Polymeric micelles using cholinium-based ionic liquids for the encapsulation and release of hydrophobic drug molecules

Detalhes bibliográficos
Autor(a) principal: Kurnik, Isabelle S. [UNESP]
Data de Publicação: 2021
Outros Autores: D'Angelo, Natália A., Mazzola, Priscila G., Chorilli, Marlus [UNESP], Kamei, Daniel T., Pereira, Jorge F. B., Vicente, António A., Lopes, André M.
Tipo de documento: Artigo
Idioma: eng
Título da fonte: Repositório Institucional da UNESP
Texto Completo: http://dx.doi.org/10.1039/d0bm01884h
http://hdl.handle.net/11449/207509
Resumo: We generated stable amphiphilic copolymer-based polymeric micelles (PMs) with temperature-responsive properties utilizing Pluronic® L35 and a variety of ionic liquids (ILs) to generate different aqueous two-phase micellar systems (ATPMSs). The partitioning of the hydrophobic model compound curcumin (CCM) into the PM-rich phase and the drug delivery capabilities of the PMs were investigated. ATPMSs formed using more hydrophobic ILs (i.e., [Ch][Hex] ≈ [Ch][But] > [Ch][Pro] > [Ch][Ac] ≈ [Ch]Cl) were the most effective in partitioning (KCCM) and recovering (RECRich) CCM into the PM-rich phase (15.2 < KCCM < 22.0 and 90% < RECRich < 95%, respectively). Moreover, using 1.2 M [Ch][But] and 0.2 M [Ch][Hex] ILs yielded higher encapsulation efficiency (EE) (94.1 and 96.0%, respectively) and drug loading (DL) capacity (14.8 and 16.2%, respectively), together with an increase in the average hydrodynamic diameter of the PMs (DH) (42.5 and 45.6 nm, respectively). The CCM-PM formulations were stable at 4.0, 25.0, and 37.0 °C and the release of CCM was faster with the less hydrophobic ILs (i.e., [Ch]Cl and [Ch][Ac]). Furthermore, due to the lower critical solution temperature properties of Pluronic® L35, the PMs exhibit temperature responsiveness at 37.0 °C. In vitro cytotoxicity assays were also performed to determine the potency of CCM-PM formulations, and a 1.8-fold decrease in IC50 values was observed between the CCM-PMs/[Ch][Hex] and CCM-PMs/[Ch]Cl formulations for PC3 cells.

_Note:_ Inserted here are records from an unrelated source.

impl RestClient {
    pub fn new(config: ConfigRestClient, log: &Logger) -> Self {
        let log = component_logger(log, "RestClient");
        let resolver =
            HttpConnectionResolver::new(config.connection.clone(), None);
        let component = match config.base_route.trim_matches('/') {
            "" => "RestClient".to_string(),
            base_route => base_route.to_string(),
        };
        let instrumentation = Instrumentation::new(&log, &component);
        RestClient {
            config,
            log,
            resolver,
            instrumentation,
            state: Mutex::new(None),
        }
    }

    pub fn with_discovery(mut self, discovery: Arc<dyn Discovery>) -> Self {
        self.resolver.set_discovery(Some(discovery));
        self
    }

    pub fn with_counters(mut self, counters: Arc<dyn Counters>) -> Self {
        self.instrumentation = self.instrumentation.with_counters(counters);
        self
    }

    pub fn with_tracer(mut self, tracer: Arc<dyn Tracer>) -> Self {
        self.instrumentation = self.instrumentation.with_tracer(tracer);
        self
    }

    pub fn config(&self) -> &ConfigRestClient {
        &self.config
    }

    pub fn log(&self) -> &Logger {
        &self.log
    }

    pub fn instrumentation(&self) -> &Instrumentation {
        &self.instrumentation
    }

    fn current(&self) -> Option<OpenClient> {
        self.state.lock().unwrap_or_else(PoisonError::into_inner).clone()
    }

    pub fn is_open(&self) -> bool {
        self.current().is_some()
    }

    /// Base URI of the resolved remote endpoint, while open.
    pub fn uri(&self) -> Option<String> {
        self.current().map(|c| c.uri)
    }

    /// Resolves the remote endpoint and prepares the transport.  Opening an
    /// open client does nothing.
    pub async fn open(
        &self,
        correlation_id: Option<&str>,
    ) -> Result<(), ApplicationError> {
        if self.is_open() {
            return Ok(());
        }

        let (connection, _) = self.resolver.resolve(correlation_id).await?;
        let uri = connection
            .uri()
            .ok_or_else(|| {
                ApplicationError::config("NO_URI", "connection has no uri")
                    .with_correlation_id(correlation_id)
            })?
            .trim_end_matches('/')
            .to_string();

        let options = &self.config.options;
        let client = reqwest::Client::builder()
            .connect_timeout(Duration::from_millis(options.connect_timeout))
            .timeout(Duration::from_millis(
                options.timeout.saturating_add(options.connect_timeout),
            ))
            .build()
            .map_err(|e| {
                ApplicationError::connection(
                    "CANNOT_CONNECT",
                    "failed to create HTTP client",
                )
                .with_correlation_id(correlation_id)
                .with_cause(e)
            })?;

        let mut state =
            self.state.lock().unwrap_or_else(PoisonError::into_inner);
        if state.is_none() {
            debug!(self.log, "connected via REST to {}", uri;
                "correlation_id" => correlation_id);
            *state = Some(OpenClient { client, uri });
        }
        Ok(())
    }

    /// Drops the transport.  Closing a closed client does nothing.
    pub async fn close(
        &self,
        correlation_id: Option<&str>,
    ) -> Result<(), ApplicationError> {
        let closed =
            self.state.lock().unwrap_or_else(PoisonError::into_inner).take();
        if let Some(closed) = closed {
            debug!(self.log, "closed REST client at {}", closed.uri;
                "correlation_id" => correlation_id);
        }
        Ok(())
    }

    /// Starts instrumenting a call of operation `name`.
    pub fn instrument(
        &self,
        correlation_id: Option<&str>,
        name: &str,
    ) -> InstrumentTiming {
        self.instrumentation.instrument(correlation_id, name, VERB_CALL)
    }

    /// Runs `call` as an instrumented call of operation `name`.
    pub async fn instrument_call<T, F>(
        &self,
        correlation_id: Option<&str>,
        name: &str,
        call: F,
    ) -> Result<T, ApplicationError>
    where
        F: Future<Output = Result<T, ApplicationError>>,
    {
        self.instrumentation
            .instrument_call(correlation_id, name, VERB_CALL, call)
            .await
    }

    /// Calls `method route` and decodes the JSON response as `T`.  A 204
    /// response, or one with an empty body, is `Ok(None)`.
    pub async fn call<T: DeserializeOwned>(
        &self,
        method: &str,
        route: &str,
        correlation_id: Option<&str>,
        params: QueryParams,
        body: Option<Value>,
    ) -> Result<Option<T>, ApplicationError> {
        let cancel = CancellationToken::new();
        self.call_with_cancel(&cancel, method, route, correlation_id, params, body)
            .await
    }

    /// Like [`RestClient::call`], leaving the response as untyped JSON.
    pub async fn call_raw(
        &self,
        method: &str,
        route: &str,
        correlation_id: Option<&str>,
        params: QueryParams,
        body: Option<Value>,
    ) -> Result<Option<Value>, ApplicationError> {
        self.call(method, route, correlation_id, params, body).await
    }

    /// Like [`RestClient::call`], giving up with `CONTEXT_CANCELLED` as soon
    /// as `cancel` fires.
    pub async fn call_with_cancel<T: DeserializeOwned>(
        &self,
        cancel: &CancellationToken,
        method: &str,
        route: &str,
        correlation_id: Option<&str>,
        params: QueryParams,
        body: Option<Value>,
    ) -> Result<Option<T>, ApplicationError> {
        let bytes = self
            .send(cancel, method, route, correlation_id, params, body)
            .await?;
        let Some(bytes) = bytes else {
            return Ok(None);
        };
        serde_json::from_slice::<Option<T>>(&bytes).map_err(|e| {
            ApplicationError::unknown(
                "BAD_RESPONSE",
                "failed to decode response body",
            )
            .with_correlation_id(correlation_id)
            .with_cause(e)
        })
    }

    fn build_url(
        &self,
        uri: &str,
        route: &str,
        correlation_id: Option<&str>,
        mut params: QueryParams,
    ) -> Result<reqwest::Url, ApplicationError> {
        if self.config.options.correlation_id_place.in_query() {
            add_correlation_id(&mut params, correlation_id);
        }
        let path = request_route(&self.config.base_route, route);
        let mut url = reqwest::Url::parse(&format!("{}{}", uri, path))
            .map_err(|e| {
                ApplicationError::config(
                    "INVALID_ROUTE",
                    format!("cannot build request url for \"{}\"", path),
                )
                .with_correlation_id(correlation_id)
                .with_cause(e)
            })?;
        if !params.is_empty() {
            url.query_pairs_mut().extend_pairs(params.iter());
        }
        Ok(url)
    }

    fn build_request(
        &self,
        client: &reqwest::Client,
        method: &reqwest::Method,
        url: &reqwest::Url,
        correlation_id: Option<&str>,
        body: &Option<Bytes>,
    ) -> reqwest::RequestBuilder {
        let mut request = client
            .request(method.clone(), url.clone())
            .header(http::header::CONTENT_TYPE, CONTENT_TYPE_JSON);
        for (name, value) in &self.config.headers {
            request = request.header(name.as_str(), value.as_str());
        }
        if self.config.options.correlation_id_place.in_headers() {
            if let Some(correlation_id) =
                correlation_id.filter(|c| !c.is_empty())
            {
                request = request.header(CORRELATION_ID, correlation_id);
            }
        }
        if let Some(body) = body {
            request = request.body(body.clone());
        }
        request
    }

    /// Sends the request, retrying transport failures, and returns the body
    /// of a successful response (`None` for 204 and empty bodies).
    async fn send(
        &self,
        cancel: &CancellationToken,
        method: &str,
        route: &str,
        correlation_id: Option<&str>,
        params: QueryParams,
        body: Option<Value>,
    ) -> Result<Option<Bytes>, ApplicationError> {
        let method = parse_method(method)
            .map_err(|e| e.with_correlation_id(correlation_id))?;
        let open = self.current().ok_or_else(|| {
            ApplicationError::invalid_state(
                "NOT_OPENED",
                "REST client is not opened",
            )
            .with_correlation_id(correlation_id)
        })?;
        let url = self.build_url(&open.uri, route, correlation_id, params)?;
        let body = body
            .map(|b| serde_json::to_vec(&b).map(Bytes::from))
            .transpose()
            .map_err(|e| {
                ApplicationError::internal(
                    "SERIALIZATION_ERROR",
                    "failed to serialize request body",
                )
                .with_correlation_id(correlation_id)
                .with_cause(e)
            })?;

        let options = &self.config.options;
        let retries = options.retries.max(1);
        let mut remaining = retries;
        let response = loop {
            let request = self.build_request(
                &open.client,
                &method,
                &url,
                correlation_id,
                &body,
            );
            if options.debug {
                debug!(self.log, "sending request";
                    "method" => %method,
                    "url" => %url,
                    "correlation_id" => correlation_id);
            }

            let result = tokio::select! {
                result = request.send() => result,
                _ = cancel.cancelled() => {
                    return Err(cancelled(correlation_id));
                }
            };
            let error = match result {
                Ok(response) => break response,
                Err(error) => error,
            };

            remaining -= 1;
            if remaining == 0 {
                return Err(ApplicationError::unknown(
                    "COMMUNICATION_ERROR",
                    "Unknown communication problem on REST client",
                )
                .with_correlation_id(correlation_id)
                .with_cause(error));
            }

            let attempts = u64::from(retries - remaining);
            let wait = options.timeout.saturating_mul(attempts * attempts);
            warn!(self.log, "request failed, retrying";
                "url" => %url,
                "attempt" => attempts,
                "wait_ms" => wait,
                "error" => %error,
                "correlation_id" => correlation_id);
            tokio::select! {
                _ = tokio::time::sleep(Duration::from_millis(wait)) => {}
                _ = cancel.cancelled() => {
                    return Err(cancelled(correlation_id));
                }
            }
        };

        let status = response.status();
        if status == StatusCode::NO_CONTENT {
            return Ok(None);
        }

        let content = response.bytes().await.map_err(|e| {
            ApplicationError::unknown(
                "COMMUNICATION_ERROR",
                "failed to read response body",
            )
            .with_correlation_id(correlation_id)
            .with_status(status)
            .with_cause(e)
        })?;

        if status.as_u16() >= 400 {
            return Err(response_error(status, &content, correlation_id));
        }
        if content.iter().all(u8::is_ascii_whitespace) {
            return Ok(None);
        }
        Ok(Some(content))
    }
}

The lower IC50 value for the [Ch][Hex] version corresponded to a greater potency compared to the [Ch]Cl version, since a lower concentration of CCM was required to achieve the same therapeutic effect. The ATPMSs investigated in this study serve as a novel platform for Pluronic® L35/PBS buffer (pH 7.4) + IL-based ATPMS development. The unique properties reported here may be useful in applications such as controlled-release drug delivery systems (DDS), encapsulation, and bioseparations.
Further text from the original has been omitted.